Each crew had to create a story through dance in the movie challenge. Every crew had to dance on the same set, which was set up as a street in an urban neighborhood. They were assigned characters and asked to create a story for those characters.

Kaba Modern's guys were made to be nerds, while the girls were to portray popular girls. The crew danced to Snoop Dogg's Sensual Seduction and 'I Would' by A. Witherspoon produced by District 78. The crew acted as if the nerds had created these beautiful, virtual girls, dancing with them until the point where they're about to kiss, until the programs ends before they get the chance.
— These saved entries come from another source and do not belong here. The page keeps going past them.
//! Connection to the SurrealDB instance holding Warden's RBAC tables.
//!
//! The server connects once at startup over WebSocket, signs in as root
//! and pins the namespace/database pair; every repository then shares
//! the resulting handle.

use surrealdb::Surreal;
use surrealdb::engine::remote::ws::{Client, Ws};
use surrealdb::opt::auth::Root;
use tracing::info;

/// Where the RBAC tables live. Defaults match a local
/// `surreal start --user root --pass root` instance.
#[derive(Debug, Clone)]
pub struct DbConfig {
    /// `host:port`, optionally prefixed with `ws://`.
    pub url: String,
    pub namespace: String,
    pub database: String,
    pub username: String,
    pub password: String,
}

impl Default for DbConfig {
    fn default() -> Self {
        Self {
            url: "127.0.0.1:8000".into(),
            namespace: "warden".into(),
            database: "rbac".into(),
            username: "root".into(),
            password: "root".into(),
        }
    }
}

impl DbConfig {
    /// The address handed to the WebSocket engine, which expects a bare
    /// `host:port`.
    pub fn endpoint(&self) -> &str {
        self.url
            .strip_prefix("ws://")
            .unwrap_or(&self.url)
            .trim_end_matches('/')
    }
}

/// Owns the shared SurrealDB handle.
#[derive(Clone)]
pub struct DbManager {
    db: Surreal<Client>,
}

impl DbManager {
    pub async fn connect(config: &DbConfig) -> Result<Self, surrealdb::Error> {
        info!(
            endpoint = config.endpoint(),
            namespace = %config.namespace,
            database = %config.database,
            "Connecting to RBAC store"
        );

        let db = Surreal::new::<Ws>(config.endpoint()).await?;
        db.signin(Root {
            username: config.username.clone(),
            password: config.password.clone(),
        })
        .await?;
        db.use_ns(&config.namespace)
            .use_db(&config.database)
            .await?;

        info!("Connected to RBAC store");
        Ok(Self { db })
    }

    /// The handle repositories and migrations run against.
    pub fn client(&self) -> &Surreal<Client> {
        &self.db
    }
}
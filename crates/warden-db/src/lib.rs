//! Warden Database: SurrealDB persistence for the RBAC engine.
//!
//! This crate provides:
//! - Connection management ([`DbManager`], [`DbConfig`])
//! - Schema initialization and migrations ([`run_migrations`])
//! - Repository implementations of the `warden-core` traits
//!   ([`repository`])
//! - Error types ([`DbError`])

mod connection;
mod error;
mod filter;
pub mod repository;
mod schema;

pub use connection::{DbConfig, DbManager};
pub use error::DbError;
pub use schema::{run_migrations, schema_v1};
J.C concluded that the girls' hip thrust was hot and mentioned how impressive the crew's attention to detail was, singling out an intricate hand isolation by Tony Tran. Lil Mama also said they got into character. Shane Sparks commented last week how the girls smashed the guys, and mentioned this week how the guys smashed the girls from Kaba Modern this week.

==== Week 5 ====
- Aired on March 6, 2008.

In honor of the 25th Anniversary of Michael Jackson's "Thriller" album, each crew was assigned a Michael Jackson song from the album "Thriller" and was given a DVD compilation of some of the Michael Jackson's dancing. They then had to perform to the song and demonstrate how much they knew about Michael Jackson's moves in their performance. Kaba Modern randomly selected Michael Jackson's Thriller.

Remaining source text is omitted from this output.